Serat kayu alami dari pohon genemo merupakan material utama yang dipintal dan dianyam secara tradisional oleh para wanita Papua untuk membuat tas noken yang sangat ikonik. Kerajinan tangan khas masyarakat tanah Papua ini memegang peranan penting dalam kehidupan sosial budaya serta menjadi simbol kehidupan, kesuburan, dan kearifan lokal. Proses menganyam dilakukan sepenuhnya menggunakan jemari tangan tanpa bantuan alat mesin modern, sehingga menghasilkan anyaman tas yang sangat kokoh dan elastis. Keindahan seni kriya adiluhung ini telah diakui oleh lembaga kebudayaan dunia UNESCO sebagai warisan budaya takbenda milik bangsa Indonesia. Keunikan noken sangat dikagumi.

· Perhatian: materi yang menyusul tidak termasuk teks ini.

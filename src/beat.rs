//! Energy-envelope onset detection and tempo estimation.

use std::sync::Arc;

use serde::{Deserialize, Serialize};

use crate::audio::AudioBuffer;
use crate::backend::BackendRegistry;

#[derive(Debug, Clone, Copy, PartialEq, Deserialize)]
pub struct BeatDetectorConfig {
    /// RMS analysis window
    #[serde(default = "default_window_ms")]
    pub window_ms: f32,
    /// Moving-average width (in windows) of the envelope used for the threshold
    #[serde(default = "default_smoothing_windows")]
    pub smoothing_windows: usize,
    /// Standard deviations above the median an onset must reach
    #[serde(default = "default_sensitivity")]
    pub sensitivity: f32,
    #[serde(default = "default_min_interval_ms")]
    pub min_interval_ms: f32,
}

impl Default for BeatDetectorConfig {
    fn default() -> Self {
        Self {
            window_ms: default_window_ms(),
            smoothing_windows: default_smoothing_windows(),
            sensitivity: default_sensitivity(),
            min_interval_ms: default_min_interval_ms(),
        }
    }
}

fn default_window_ms() -> f32 { 10.0 }
fn default_smoothing_windows() -> usize { 3 }
fn default_sensitivity() -> f32 { 1.5 }
fn default_min_interval_ms() -> f32 { 100.0 }

/// Everything the detector computed for one buffer.
#[derive(Debug, Clone, PartialEq, Serialize)]
pub struct BeatEnergySeries {
    pub energy: Vec<f32>,
    pub smoothed: Vec<f32>,
    pub median: f32,
    pub mean: f32,
    pub std_dev: f32,
    pub threshold: f32,
    /// Accepted peak indices into `energy`, ascending
    pub peaks: Vec<usize>,
    /// Samples per analysis window
    pub window_size: usize,
    pub sample_rate: u32,
}

impl BeatEnergySeries {
    pub fn window_duration(&self) -> f32 {
        if self.sample_rate == 0 {
            return 0.0;
        }
        self.window_size as f32 / self.sample_rate as f32
    }

    /// Onset timestamps in seconds.
    pub fn onset_times(&self) -> Vec<f32> {
        let step = self.window_duration();
        self.peaks.iter().map(|&i| i as f32 * step).collect()
    }

    pub fn tempo_bpm(&self) -> f32 {
        estimate_tempo(&self.onset_times())
    }
}

pub struct BeatDetector {
    registry: Arc<BackendRegistry>,
    config: BeatDetectorConfig,
}

impl BeatDetector {
    pub fn new(registry: Arc<BackendRegistry>, config: BeatDetectorConfig) -> Self {
        Self { registry, config }
    }

    pub fn config(&self) -> &BeatDetectorConfig {
        &self.config
    }

    pub fn analyze(&self, buffer: &AudioBuffer) -> BeatEnergySeries {
        let kernel = self.registry.beat().kernel();
        let sample_rate = buffer.sample_rate;
        let sr = sample_rate.max(1) as f32;

        let window_size = ((self.config.window_ms / 1000.0 * sr).round() as usize).max(1);
        let window_seconds = window_size as f32 / sr;
        let min_distance = ((self.config.min_interval_ms / 1000.0 / window_seconds).round() as usize).max(1);

        let mono = buffer.mixdown();
        let energy = kernel.rms_energy(&mono, window_size);
        let smoothed = kernel.moving_average(&energy, self.config.smoothing_windows);
        let median = kernel.median(&smoothed);
        let (mean, std_dev) = kernel.mean_std(&smoothed);
        let threshold = median + self.config.sensitivity * std_dev;
        let peaks = kernel.pick_peaks(&energy, threshold, min_distance);

        log::info!(
            "Beat analysis ({}): {} windows of {} samples, threshold={:.4}, {} onset(s)",
            kernel.name(),
            energy.len(),
            window_size,
            threshold,
            peaks.len()
        );

        BeatEnergySeries {
            energy,
            smoothed,
            median,
            mean,
            std_dev,
            threshold,
            peaks,
            window_size,
            sample_rate,
        }
    }

    /// Onset timestamps in seconds.
    pub fn detect(&self, buffer: &AudioBuffer) -> Vec<f32> {
        self.analyze(buffer).onset_times()
    }
}

/// BPM from the median inter-onset interval, keeping only intervals in the
/// 60-200 BPM range. Falls back to 120.
pub fn estimate_tempo(onset_times: &[f32]) -> f32 {
    if onset_times.len() < 2 {
        return 120.0;
    }

    let mut reasonable: Vec<f32> = onset_times
        .windows(2)
        .map(|w| w[1] - w[0])
        .filter(|&i| (0.3..=1.0).contains(&i))
        .collect();

    if reasonable.is_empty() {
        return 120.0;
    }

    reasonable.sort_by(|a, b| a.total_cmp(b));
    60.0 / reasonable[reasonable.len() / 2]
}
mod cli;
mod config;

use anyhow::{Context, Result};
use clap::Parser;
use indicatif::{ProgressBar, ProgressStyle};
use serde::Serialize;
use std::path::Path;
use std::sync::Arc;
use std::time::Duration;

use cli::{BeatsArgs, Cli, Command, DenoiseArgs, LearnProfileArgs, NoiseRange, SegmentsArgs};
use config::Config;
use spectral_engine::audio::{decode_audio, AudioBuffer};
use spectral_engine::backend::{BackendRegistry, BitDepth};
use spectral_engine::beat::BeatDetector;
use spectral_engine::encode::write_wav;
use spectral_engine::noise::{detect_noise_segments, learn_noise_profile, longest_noise_segment, NoiseProfile, NoiseReducer};

fn main() -> Result<()> {
    env_logger::Builder::from_env(env_logger::Env::default().default_filter_or("info"))
        .format_timestamp_millis()
        .init();

    let cli = Cli::parse();

    let mut cfg = Config::default();
    if let Some(path) = config::find_config(cli.config.as_deref()) {
        if let Some(loaded) = config::load_config(&path) {
            log::info!("Loaded config from {}", path.display());
            cfg = loaded;
        } else {
            log::warn!("Failed to load config from {}", path.display());
        }
    }

    let registry = Arc::new(if cli.reference_only {
        BackendRegistry::reference_only()
    } else {
        BackendRegistry::new(&cfg.backend)
    });
    // Loads overlap decoding; the first kernel call waits for it if needed.
    let _preload = registry.preload_in_background();

    match cli.command {
        Command::Denoise(mut args) => {
            // Config values apply only when the flag is at its default
            if args.reduction == 0.5 { args.reduction = cfg.denoise.reduction; }
            if args.threshold == -20.0 { args.threshold = cfg.denoise.threshold; }
            if args.smoothing == 0.1 { args.smoothing = cfg.denoise.smoothing; }
            if args.fft_size == 2048 { args.fft_size = cfg.denoise.fft_size; }
            if args.bit_depth == 16 { args.bit_depth = cfg.output.bit_depth; }
            denoise(&registry, &cfg, args)
        }
        Command::LearnProfile(mut args) => {
            if args.fft_size == 2048 { args.fft_size = cfg.denoise.fft_size; }
            learn_profile(&registry, &cfg, args)
        }
        Command::Segments(mut args) => {
            if args.threshold_db == -40.0 { args.threshold_db = cfg.segments.threshold_db; }
            if args.min_duration_ms == 500.0 { args.min_duration_ms = cfg.segments.min_duration_ms; }
            segments(&cfg, args)
        }
        Command::Beats(mut args) => {
            if args.sensitivity == 1.5 { args.sensitivity = cfg.beats.sensitivity; }
            beats(&registry, &cfg, args)
        }
        Command::Backends => {
            registry.preload();
            println!("Backends:");
            println!("{}", registry.report());
            Ok(())
        }
    }
}

fn load_input(input: &Path) -> Result<AudioBuffer> {
    if !input.exists() {
        anyhow::bail!("Input file not found: {}", input.display());
    }
    log::info!("Input: {}", input.display());
    decode_audio(input)
}

/// Explicit range if given, else the longest quiet segment.
fn noise_sample(buffer: &AudioBuffer, range: &NoiseRange, cfg: &Config) -> Result<AudioBuffer> {
    if let Some((start, end)) = range.get() {
        if end <= start {
            anyhow::bail!("--noise-end ({}) must be after --noise-start ({})", end, start);
        }
        log::info!("Noise sample: {:.2}s - {:.2}s", start, end);
        return Ok(buffer.slice(buffer.seconds_to_samples(start), buffer.seconds_to_samples(end)));
    }

    let segment = longest_noise_segment(buffer, &cfg.segments)
        .context("No quiet segment found; pass --noise-start/--noise-end or --profile")?;
    log::info!(
        "Noise sample (auto): {:.2}s - {:.2}s",
        segment.start_time,
        segment.end_time
    );
    Ok(buffer.slice(segment.start, segment.end))
}

fn spinner(message: &'static str) -> Result<ProgressBar> {
    let pb = ProgressBar::new_spinner();
    pb.set_style(ProgressStyle::default_spinner().template("[{elapsed_precise}] {spinner} {msg}")?);
    pb.set_message(message);
    pb.enable_steady_tick(Duration::from_millis(100));
    Ok(pb)
}

fn denoise(registry: &Arc<BackendRegistry>, cfg: &Config, args: DenoiseArgs) -> Result<()> {
    let bit_depth = BitDepth::try_from(args.bit_depth)?;
    let buffer = load_input(&args.input)?;

    let mut reduction = cfg.denoise;
    reduction.reduction = args.reduction;
    reduction.threshold = args.threshold;
    reduction.smoothing = args.smoothing;
    reduction.fft_size = args.fft_size;

    let mut reducer = NoiseReducer::new(Arc::clone(registry), reduction)
        .with_context(|| format!("Invalid FFT size: {}", args.fft_size))?;

    if let Some(ref path) = args.profile {
        let profile = NoiseProfile::load(path)
            .with_context(|| format!("Failed to load noise profile: {}", path.display()))?;
        reducer.set_profile(profile)?;
    } else {
        let sample = noise_sample(&buffer, &args.noise, cfg)?;
        reducer.learn_profile(&sample).context("Failed to learn noise profile")?;
    }

    if let (Some(path), Some(profile)) = (&args.save_profile, reducer.profile()) {
        profile.save(path)?;
    }

    let pb = spinner("Reducing noise...")?;
    let output = reducer.process_buffer(&buffer)?;
    pb.finish_with_message("Noise reduction complete");

    write_wav(registry.pcm(), &output, bit_depth, &args.output)
        .with_context(|| format!("Failed to write {}", args.output.display()))?;
    log::info!("Done! Output: {}", args.output.display());
    Ok(())
}

fn learn_profile(registry: &BackendRegistry, cfg: &Config, args: LearnProfileArgs) -> Result<()> {
    let buffer = load_input(&args.input)?;
    let sample = noise_sample(&buffer, &args.noise, cfg)?;

    let fft = registry
        .fft()
        .kernel(args.fft_size)
        .with_context(|| format!("Invalid FFT size: {}", args.fft_size))?;
    let profile = learn_noise_profile(&sample, fft.as_ref()).context("Failed to learn noise profile")?;

    profile
        .save(&args.output)
        .with_context(|| format!("Failed to write {}", args.output.display()))?;
    Ok(())
}

fn segments(cfg: &Config, args: SegmentsArgs) -> Result<()> {
    let buffer = load_input(&args.input)?;

    let mut detector = cfg.segments;
    detector.threshold_db = args.threshold_db;
    detector.min_duration_ms = args.min_duration_ms;

    let found = detect_noise_segments(&buffer, &detector);
    if found.is_empty() {
        println!("No quiet segments below {:.1} dB", detector.threshold_db);
        return Ok(());
    }
    println!("Quiet segments:");
    for (i, segment) in found.iter().enumerate() {
        println!(
            "  [{:3}] {:8.2}s - {:8.2}s  ({:.2}s)",
            i,
            segment.start_time,
            segment.end_time,
            segment.duration()
        );
    }
    Ok(())
}

#[derive(Serialize)]
struct BeatsReport {
    tempo_bpm: f32,
    onsets: Vec<f32>,
}

fn beats(registry: &Arc<BackendRegistry>, cfg: &Config, args: BeatsArgs) -> Result<()> {
    let buffer = load_input(&args.input)?;

    let mut config = cfg.beats;
    config.sensitivity = args.sensitivity;
    let series = BeatDetector::new(Arc::clone(registry), config).analyze(&buffer);

    let report = BeatsReport {
        tempo_bpm: series.tempo_bpm(),
        onsets: series.onset_times(),
    };

    if args.json {
        println!("{}", serde_json::to_string_pretty(&report)?);
    } else {
        println!("Tempo: {:.1} BPM, {} onset(s)", report.tempo_bpm, report.onsets.len());
        for t in &report.onsets {
            println!("  {:.3}s", t);
        }
    }
    Ok(())
}
//! FFT kernel family: the radix-2 reference core and a `rustfft`-planned
//! accelerated module behind one trait.

use std::collections::HashMap;
use std::sync::{Arc, Mutex, PoisonError};

use rustfft::num_complex::Complex;
use rustfft::Fft as _;
use rustfft::FftPlanner;

use super::slot::{BackendSlot, BackendStatus, LoadError};
use super::{accelerated_allowed, BackendConfig};
use crate::error::{EngineError, Result};
use crate::fft::{Fft, Spectrum, Windows};

/// One transform size worth of FFT operations.
pub trait FftKernel: Send + Sync {
    fn size(&self) -> usize;

    fn forward(&self, samples: &[f32]) -> Spectrum;

    fn inverse(&self, real: &[f32], imag: &[f32]) -> Vec<f32>;

    fn windows(&self) -> &Windows;

    fn magnitude(&self, samples: &[f32]) -> Vec<f32> {
        self.forward(samples).magnitude()
    }

    fn power(&self, samples: &[f32]) -> Vec<f32> {
        self.forward(samples).power()
    }

    fn magnitude_and_phase(&self, samples: &[f32]) -> (Vec<f32>, Vec<f32>) {
        self.forward(samples).magnitude_and_phase()
    }

    fn from_magnitude_and_phase(&self, magnitude: &[f32], phase: &[f32]) -> Spectrum {
        Spectrum::from_magnitude_and_phase(magnitude, phase, self.size())
    }

    fn apply_analysis_window(&self, frame: &mut [f32]) {
        self.windows().apply_analysis(frame);
    }

    fn apply_synthesis_window(&self, frame: &mut [f32]) {
        self.windows().apply_synthesis(frame);
    }
}

impl FftKernel for Fft {
    fn size(&self) -> usize {
        Fft::size(self)
    }

    fn forward(&self, samples: &[f32]) -> Spectrum {
        Fft::forward(self, samples)
    }

    fn inverse(&self, real: &[f32], imag: &[f32]) -> Vec<f32> {
        Fft::inverse(self, real, imag)
    }

    fn windows(&self) -> &Windows {
        Fft::windows(self)
    }
}

/// Planned forward/inverse pair for one size.
pub struct PlannedFft {
    size: usize,
    forward: Arc<dyn rustfft::Fft<f32>>,
    inverse: Arc<dyn rustfft::Fft<f32>>,
    windows: Windows,
}

impl FftKernel for PlannedFft {
    fn size(&self) -> usize {
        self.size
    }

    fn forward(&self, samples: &[f32]) -> Spectrum {
        let mut buffer = vec![Complex::new(0.0f32, 0.0); self.size];
        for (slot, &s) in buffer.iter_mut().zip(samples) {
            slot.re = s;
        }
        self.forward.process(&mut buffer);

        let (real, imag) = buffer.iter().map(|c| (c.re, c.im)).unzip();
        Spectrum { real, imag }
    }

    fn inverse(&self, real: &[f32], imag: &[f32]) -> Vec<f32> {
        let mut buffer = vec![Complex::new(0.0f32, 0.0); self.size];
        for (slot, &re) in buffer.iter_mut().zip(real) {
            slot.re = re;
        }
        for (slot, &im) in buffer.iter_mut().zip(imag) {
            slot.im = im;
        }
        self.inverse.process(&mut buffer);

        let scale = 1.0 / self.size as f32;
        buffer.iter().map(|c| c.re * scale).collect()
    }

    fn windows(&self) -> &Windows {
        &self.windows
    }
}

/// Accelerated FFT module. Keeps one planned kernel per transform size, so
/// switching sizes never reconfigures an instance another caller holds.
pub struct PlannedFftModule {
    planner: Mutex<FftPlanner<f32>>,
    kernels: Mutex<HashMap<usize, Arc<PlannedFft>>>,
}

impl PlannedFftModule {
    pub fn new() -> Self {
        Self {
            planner: Mutex::new(FftPlanner::new()),
            kernels: Mutex::new(HashMap::new()),
        }
    }

    pub fn kernel(&self, size: usize) -> Arc<PlannedFft> {
        let mut kernels = self.kernels.lock().unwrap_or_else(PoisonError::into_inner);
        if let Some(kernel) = kernels.get(&size) {
            return Arc::clone(kernel);
        }

        let (forward, inverse) = {
            let mut planner = self.planner.lock().unwrap_or_else(PoisonError::into_inner);
            (planner.plan_fft_forward(size), planner.plan_fft_inverse(size))
        };
        log::debug!("Planned accelerated FFT of size {}", size);

        let kernel = Arc::new(PlannedFft {
            size,
            forward,
            inverse,
            windows: Windows::hann(size),
        });
        kernels.insert(size, Arc::clone(&kernel));
        kernel
    }

    pub fn cached_sizes(&self) -> Vec<usize> {
        let kernels = self.kernels.lock().unwrap_or_else(PoisonError::into_inner);
        let mut sizes: Vec<usize> = kernels.keys().copied().collect();
        sizes.sort_unstable();
        sizes
    }
}

impl Default for PlannedFftModule {
    fn default() -> Self {
        Self::new()
    }
}

const SELF_CHECK_SIZE: usize = 256;
const SELF_CHECK_TOLERANCE: f64 = 1e-3;

/// Bring up the planned module and verify it against the reference core on
/// a probe signal before handing it out.
pub fn load_planned_module(config: &BackendConfig) -> std::result::Result<Arc<PlannedFftModule>, LoadError> {
    accelerated_allowed(config)?;

    let module = PlannedFftModule::new();
    let reference = Fft::new(SELF_CHECK_SIZE)
        .map_err(|e| LoadError::Unsupported(e.to_string()))?;
    let accelerated = module.kernel(SELF_CHECK_SIZE);

    let probe: Vec<f32> = (0..SELF_CHECK_SIZE)
        .map(|n| {
            let t = n as f32;
            (0.13 * t).sin() + 0.5 * (0.71 * t).cos() + if n == 17 { 1.0 } else { 0.0 }
        })
        .collect();

    let expected = FftKernel::magnitude(&reference, &probe);
    let actual = accelerated.magnitude(&probe);
    let max_error = expected
        .iter()
        .zip(&actual)
        .map(|(a, b)| (a - b).abs() as f64)
        .fold(0.0f64, f64::max);

    if max_error > SELF_CHECK_TOLERANCE {
        return Err(LoadError::SelfCheckFailed { max_error });
    }
    Ok(Arc::new(module))
}

/// Routes FFT requests to the accelerated module when it loaded, otherwise
/// to cached reference cores.
pub struct FftDispatcher {
    accelerated: BackendSlot<PlannedFftModule>,
    reference: Mutex<HashMap<usize, Arc<Fft>>>,
}

impl FftDispatcher {
    pub fn new(accelerated: BackendSlot<PlannedFftModule>) -> Self {
        Self {
            accelerated,
            reference: Mutex::new(HashMap::new()),
        }
    }

    pub fn from_config(config: &BackendConfig) -> Self {
        let config = config.clone();
        Self::new(BackendSlot::new("fft", move || load_planned_module(&config)))
    }

    /// Kernel for `size` on whichever path is active. Fails with
    /// `InvalidSize` on either path unless `size` is a power of two.
    pub fn kernel(&self, size: usize) -> Result<Arc<dyn FftKernel>> {
        if size == 0 || !size.is_power_of_two() {
            return Err(EngineError::InvalidSize(size));
        }
        if let Some(module) = self.accelerated.get() {
            let kernel: Arc<dyn FftKernel> = module.kernel(size);
            return Ok(kernel);
        }
        self.reference_kernel(size)
    }

    /// Reference kernel regardless of backend state.
    pub fn reference_kernel(&self, size: usize) -> Result<Arc<dyn FftKernel>> {
        let mut cache = self.reference.lock().unwrap_or_else(PoisonError::into_inner);
        let kernel = match cache.get(&size) {
            Some(kernel) => Arc::clone(kernel),
            None => {
                let kernel = Arc::new(Fft::new(size)?);
                cache.insert(size, Arc::clone(&kernel));
                kernel
            }
        };
        let kernel: Arc<dyn FftKernel> = kernel;
        Ok(kernel)
    }

    pub fn preload(&self) {
        self.accelerated.get();
    }

    pub fn status(&self) -> BackendStatus {
        self.accelerated.status()
    }
}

Tahapan pembuatan kerajinan tas tradisional ini dimulai dari proses pengambilan kulit kayu bagian dalam dari pohon genemo atau pohon anggrek hutan secara bijaksana. Kulit kayu tersebut kemudian ditumbuk hingga halus, dikeringkan di bawah sinar matahari, lalu dipintal menjadi helai-helai benang benang serat yang sangat kuat dan lentur. Benang serat kayu alami tersebut selanjutnya diwarnai menggunakan bahan pewarna alami yang berasal dari perasan buah-buahan hutan dan tanah liat berwarna. Para mama-mama Papua kemudian menganyam serat benang tersebut secara melingkar menggunakan teknik rajut khusus hingga membentuk kantong tas fleksibel yang indah. Pengerjaan manual ini membutuhkan kesabaran tinggi.
Ciri khas unik dari tas berbahan serat kayu ini terletak pada kekuatan fisiknya yang luar biasa dan kemampuannya untuk mengembang menyesuaikan dengan volume barang yang dibawa. Masyarakat Papua biasa membawa noken dengan menyangkutkan bagian tali tas di atas kepala untuk memuat hasil perkebunan, kayu bakar, hingga barang belanjaan harian. Penggunaan bahan alami ramah lingkungan ini membuat noken sangat tahan lama dan mudah terurai kembali secara alami jika sudah tidak digunakan lagi. Wisatawan yang berkunjung ke Papua sangat mengagumi kerumitan motif Rajutan serta nilai filosofis yang terkandung di dalam setiap helai anyaman noken Papua ini. Tas etnik ini sangat berharga.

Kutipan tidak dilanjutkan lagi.